Based on the striking differences in half-lives of the iron-sulfur cluster in c-acon^S138D and c-acon^S138E compared with c-acon^WT after exposure to NO, a more thorough characterization of the instability was desired. Hence, the dose dependence of the DEANO effect was determined. A 50% loss of aconitase activity in c-acon^WT required a ratio of DEANO to c-acon^WT of 220:1. In contrast, only a 36:1 ratio was required to achieve the same percentage loss of activity in c-acon^S138D and only a 7:1 ratio for c-acon^S138E (Fig. 2B). We conclude that on a dosage basis, the phosphomimetic mutants are 6–30-fold more sensitive to the cluster perturbant NO than is WT.

Given the greater sensitivity to NO-dependent cluster disassembly in the Ser¹³⁸ phosphomimetic mutants of c-acon, we asked whether this translated into enhanced generation of RNA binding activity at low NO concentration. A strictly anaerobic filter binding assay was used to determine RNA binding activity. RNA binding activity of IRP1^WT was maximally increased by 4-fold at 1.0 mm DEANO (Fig. 2C). The RNA binding activity of IRP1^S138E was maximally increased 2-fold in the presence of 0.1 mm DEANO, a 10-fold lower concentration than observed for c-acon^WT (Fig. 2D). The observation that aconitase activity declined more than the RNA binding activity increased for both IRP1^WT and IRP1^S138E likely indicates the presence of additional forms of IRP1/c-acon not active in RNA binding or aconitase activity (16, 17, 31).

In HEK Cells IRP1^S138E Displays an Altered Response to Hypoxia and Nitric Oxide—Because the experiments with purified protein demonstrated that IRP1^S138E can be regulated by the iron-sulfur switch and that the set point for this regulation is altered, we further probed the effect of enhanced iron-sulfur cluster disassembly on the function and regulation of IRP1. To accomplish this we determined the impact of hypoxia versus normoxia on IRP1, c-acon, and related species for IRP1^WT and IRP1^S138E expressed in HEK cells. It has been shown that hypoxia generally causes a shift of IRP1 to the aconitase form with a decrease in RNA binding activity in several cell lines, although the impact of hypoxia on IRP1 may depend on cell type (12, 32–34). This decrease in RNA binding activity is in contrast to IRP2, which is stabilized in hypoxia, increasing its RNA binding activity (35). Using activity assays and immunoblots, we determined the impact of oxygen tension on the abundance of the RNA-binding, aconitase, and inactive forms of IRP1 in HEK cells expressing IRP1^WT and IRP1^S138E from a tetracycline-inducible promoter. Finally, we determined whether the c-acon^S138E generated in cells recapitulated the NO sensitivity phenotype observed with in vitro reconstituted protein.

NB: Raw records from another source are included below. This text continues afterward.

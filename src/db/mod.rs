pub mod models;
pub mod queries;
pub mod store;

pub use queries::{DateWindow, GameDetail, SearchKind, SearchResults};
pub use store::PropStore;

HEK 293 cells were exposed to normoxia or to hypoxia (1% O₂) for 36 h with or without tet. The aconitase activity attributable to the IRP1^WT or IRP1^S138E transgenes was determined by subtracting the activity obtained in the absence of tet (endogenous cellular activity) from the total activity obtained in the presence of tet (endogenous plus tet-induced activity). RNA binding was determined by antibody supershift EMSA (see supplemental Figs. S1 and S2). IRP1^WT displayed a pattern of increased aconitase and reduced RNA binding activity in response to hypoxia similar to what others have observed (32, 34), although the differences were not statistically significant (Fig. 3A). In contrast, no aconitase activity was detected for IRP1^S138E in normoxic conditions. However, significant albeit low levels of aconitase activity were observed for c-acon^S138E in hypoxia, indicating that it is a bona fide substrate for the iron-sulfur cluster biogenesis machinery in cells. Interestingly, RNA binding activity attributable to IRP1^S138E displayed an unanticipated lack of response to hypoxia (Fig. 3A). Significantly, the binding activity of IRP1^S138E from cells grown in hypoxia was 18-fold higher than for IRP1^WT.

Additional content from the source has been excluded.